Supersticioso: “Deus existe mesmo que você não acredite.” Secular:
“Evolucionismo é algo real mesmo que você não o considere como tal.” Utilizei
essas duas premissas antagônicas para tentar demonstrar como determinados debates
sobre a organização do Universo terminam inócuos em termos de contrastes de
pensamento e destoantes de uma legítima construção de diálogos respeitosos
entre divergentes.
Falemos primeiramente da ideia de Deus. Quando falamos Deus ou
iniciamos uma exposição sobre a ideia de Deus precisamos ter em mente algo
simples: tal ideia é ampla e admite diferentes interpretações, quase todas elas
condicionadas ao arcabouço cultural em que estão inseridas. Por exemplo, seria
algo complicado de efetuar alguém tentar provar que durante a história da
humanidade, a partir de diferentes contextos culturais e sociais, houve em
algum momento um consenso de que todos os deuses acreditados em diferentes
espaços geográficos eram na verdade apenas um. Ou, em termos de significação
daquilo que é Deus, também seria algo de difícil execução sintonizar todas as
suas concepções estéticas e metafísicas construídas em apenas uma. Certamente,
há deuses acreditados que são apenas onipresentes, outros que são apenas
oniscientes, há aqueles que são apenas onipotentes, há aqueles que não reúnem nenhuma
das três características citadas, ou no caso do Cristianismo, há aquele
que é dotado de todas as três características. As possibilidades são enormes e
as tentativas de legitimação absoluta de qualquer uma delas são apenas
pretensões com objetivos individuais e coletivos bem definidos. Estou
aberto a posicionamentos contrários, mas não sei se suplantariam o citado.
Agora
falarei brevemente sobre a teoria evolucionista. Charles Darwin não pesquisou
como tudo teve início. Ele não se debruçou cientificamente sobre a criação do
Universo, mas sim sobre como a vida se desenvolveu na Terra ao longo dos 4,5 bilhões de anos que o planeta
possui. A busca científica sobre a origem da vida ainda é a maior empreitada
que qualquer profissional da biologia evolutiva, da astrobiologia, dentre
outras vertentes de conhecimento científico têm para os próximos séculos.

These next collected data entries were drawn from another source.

//! Per-request context.

use std::any::Any;
use std::collections::HashMap;
use std::net::IpAddr;
use std::sync::Arc;

use super::error::Result;
use super::request::Request;
use super::response::ResponseBuilder;
use crate::capability::{
    decode_flash, encode_flash, Capabilities, CookieJar, MemoryFlash, StandardCookies,
    FLASH_COOKIE,
};
use crate::config::ResponseConfig;
use crate::emit::{Emission, Emitter, Transport};

/// State of one in-flight request.
///
/// The context owns the request and its response builder; handlers receive
/// it by `&mut` and nothing else holds either. Both are created on first
/// access, so a handler that never touches the response still gets a
/// default 200 when the context is sent.
///
/// A context built with flash enabled owns a flash store of its own. Values
/// flashed during the request are sent back in a cookie and show up in
/// [`flashed`](Self::flashed) on the client's next request.
pub struct Context {
    /// Request ID for logging (UUID v4).
    pub request_id: String,

    /// Client IP address, when served from a socket.
    pub client_ip: Option<IpAddr>,

    request: Option<Request>,
    response: Option<ResponseBuilder>,
    config: Arc<ResponseConfig>,
    capabilities: Capabilities,
    flash: Option<Arc<MemoryFlash>>,
    flashed: Vec<(String, String)>,
    sent: bool,

    /// Custom key-value storage for handlers.
    values: HashMap<String, Box<dyn Any + Send + Sync>>,
}

impl Context {
    /// Create a context without a request.
    #[inline]
    pub fn new(config: Arc<ResponseConfig>, capabilities: Capabilities) -> Self {
        Self {
            request_id: generate_request_id(),
            client_ip: None,
            request: None,
            response: None,
            config,
            capabilities,
            flash: None,
            flashed: Vec::new(),
            sent: false,
            values: HashMap::new(),
        }
    }

    /// Create a context builder for more control.
    #[inline]
    pub fn builder(config: Arc<ResponseConfig>) -> ContextBuilder {
        ContextBuilder::new(config)
    }

    /// The current request, created empty on first use.
    pub fn request(&mut self) -> &Request {
        self.request.get_or_insert_with(Request::default)
    }

    /// Mutable access to the current request.
    pub fn request_mut(&mut self) -> &mut Request {
        self.request.get_or_insert_with(Request::default)
    }

    /// The response builder, created on first use.
    ///
    /// Its HTTP version defaults to the configured one, then the request's
    /// protocol.
    pub fn response(&mut self) -> &mut ResponseBuilder {
        let config = &self.config;
        let capabilities = &self.capabilities;
        let request = &self.request;

        self.response.get_or_insert_with(|| {
            let protocol = request.as_ref().map(Request::protocol);
            ResponseBuilder::for_request(config, capabilities.clone(), protocol)
        })
    }

    /// The response builder, if a handler created one.
    #[inline]
    pub fn peek_response(&self) -> Option<&ResponseBuilder> {
        self.response.as_ref()
    }

    #[inline]
    pub fn config(&self) -> &ResponseConfig {
        &self.config
    }

    #[inline]
    pub fn capabilities(&self) -> &Capabilities {
        &self.capabilities
    }

    /// A value flashed by the client's previous request.
    pub fn flashed(&self, key: &str) -> Option<&str> {
        self.flashed
            .iter()
            .find(|(k, _)| k == key)
            .map(|(_, v)| v.as_str())
    }

    /// Every value flashed by the client's previous request.
    #[inline]
    pub fn flashed_all(&self) -> &[(String, String)] {
        &self.flashed
    }

    /// Whether the response has been emitted.
    #[inline]
    pub fn is_sent(&self) -> bool {
        self.sent
    }

    /// Emit the response once.
    ///
    /// Returns `None` when the response was already emitted.
    pub fn send(
        &mut self,
        emitter: &Emitter,
        transport: &mut dyn Transport,
    ) -> Result<Option<Emission>> {
        if self.sent {
            tracing::debug!(request_id = %self.request_id, "Response already sent");
            return Ok(None);
        }
        self.sent = true;

        self.carry_flash();
        let response = self.response();
        emitter.send(response, transport).map(Some)
    }

    /// Move this request's flash values into the flash cookie.
    ///
    /// Values read from the previous request are consumed: without new
    /// ones the cookie is cleared.
    fn carry_flash(&mut self) {
        let Some(store) = self.flash.as_ref() else {
            return;
        };

        let pending = store.take_all();
        let jar = StandardCookies::from_config(&self.config);
        let line = if !pending.is_empty() {
            match encode_flash(&pending) {
                Some(encoded) => jar.set_cookie(FLASH_COOKIE, &encoded, None),
                None => return,
            }
        } else if !self.flashed.is_empty() {
            jar.unset_cookie(FLASH_COOKIE)
        } else {
            return;
        };

        self.response().push_cookie_line(&line);
    }

    /// Set a custom value.
    #[inline]
    pub fn set<T: Send + Sync + 'static>(&mut self, key: &str, value: T) {
        self.values.insert(key.to_string(), Box::new(value));
    }

    /// Get a custom value.
    #[inline]
    pub fn get<T: 'static>(&self, key: &str) -> Option<&T> {
        self.values.get(key).and_then(|v| v.downcast_ref())
    }

    /// Get a mutable reference to a custom value.
    #[inline]
    pub fn get_mut<T: 'static>(&mut self, key: &str) -> Option<&mut T> {
        self.values.get_mut(key).and_then(|v| v.downcast_mut())
    }

    /// Remove a custom value.
    #[inline]
    pub fn remove<T: 'static>(&mut self, key: &str) -> Option<T> {
        self.values
            .remove(key)
            .and_then(|v| v.downcast().ok())
            .map(|b| *b)
    }

}

impl std::fmt::Debug for Context {
    fn fmt(&self, f: &mut std::fmt::Formatter<'_>) -> std::fmt::Result {
        f.debug_struct("Context")
            .field("request_id", &self.request_id)
            .field("client_ip", &self.client_ip)
            .field("request", &self.request)
            .field("response", &self.response)
            .field("flashed", &self.flashed)
            .field("sent", &self.sent)
            .field("values", &self.values.len())
            .finish()
    }
}

/// Builder for creating Context with more control.
pub struct ContextBuilder {
    config: Arc<ResponseConfig>,
    capabilities: Option<Capabilities>,
    request: Option<Request>,
    request_id: Option<String>,
    client_ip: Option<IpAddr>,
}

impl ContextBuilder {
    #[inline]
    pub fn new(config: Arc<ResponseConfig>) -> Self {
        Self {
            config,
            capabilities: None,
            request: None,
            request_id: None,
            client_ip: None,
        }
    }

    /// Set the request being served.
    #[inline]
    pub fn request(mut self, request: Request) -> Self {
        self.request = Some(request);
        self
    }

    /// Set the capabilities (default: built from the config).
    ///
    /// An injected flash store is used as is and nothing is carried between
    /// requests through the flash cookie.
    #[inline]
    pub fn capabilities(mut self, capabilities: Capabilities) -> Self {
        self.capabilities = Some(capabilities);
        self
    }

    /// Set the request ID (default: random UUID).
    #[inline]
    pub fn request_id(mut self, request_id: impl Into<String>) -> Self {
        self.request_id = Some(request_id.into());
        self
    }

    #[inline]
    pub fn client_ip(mut self, ip: IpAddr) -> Self {
        self.client_ip = Some(ip);
        self
    }

    /// Build the context.
    pub fn build(self) -> Context {
        let mut capabilities = self
            .capabilities
            .unwrap_or_else(|| Capabilities::from_config(&self.config));

        let mut flash = None;
        let mut flashed = Vec::new();
        if self.config.flash && capabilities.flash().is_none() {
            let store = Arc::new(MemoryFlash::new());
            capabilities = capabilities.with_flash(store.clone());
            flash = Some(store);

            if let Some(raw) = self.request.as_ref().and_then(|r| r.cookie(FLASH_COOKIE)) {
                flashed = decode_flash(&raw);
            }
        }

        let mut ctx = Context::new(self.config, capabilities);
        ctx.request = self.request;
        ctx.client_ip = self.client_ip;
        ctx.flash = flash;
        ctx.flashed = flashed;
        if let Some(id) = self.request_id {
            ctx.request_id = id;
        }
        ctx
    }
}

/// Generate a request ID.
#[inline]
pub fn generate_request_id() -> String {
    uuid::Uuid::new_v4().to_string()
}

Portanto, quando falamos da teoria evolucionista estamos iniciando discussões
voltadas à compreensão dos processos de transformação que acometeram a matéria
viva aqui na Terra. E é claro, não se tratando de mais uma opinião humana,
existem amplas evidências de que os seres vivos adaptam-se e transformam-se ao
meio em que vivem em diferentes períodos ou datações. Por exemplo, não existem
fósseis humanos (três milhões de anos atrás os mais antigos) datados com a mesma idade de fósseis de dinossauros da Era
Mesozoica (65 milhões de anos atrás no máximo),
assim como o inverso. De onde provém tal datação? Da técnica do carbono-14, que se colocada em suspeição por alguém, pode claramente
evidenciar a idade de uma árvore de 25 anos morta no quintal de casa, ou a
carcaça de um búfalo de uma década que perdeu a vida devido a um intensa
sede que sofreu, assim como qualquer outro material de qualquer idade catalogado
pela tabela periódica dos elementos químicos.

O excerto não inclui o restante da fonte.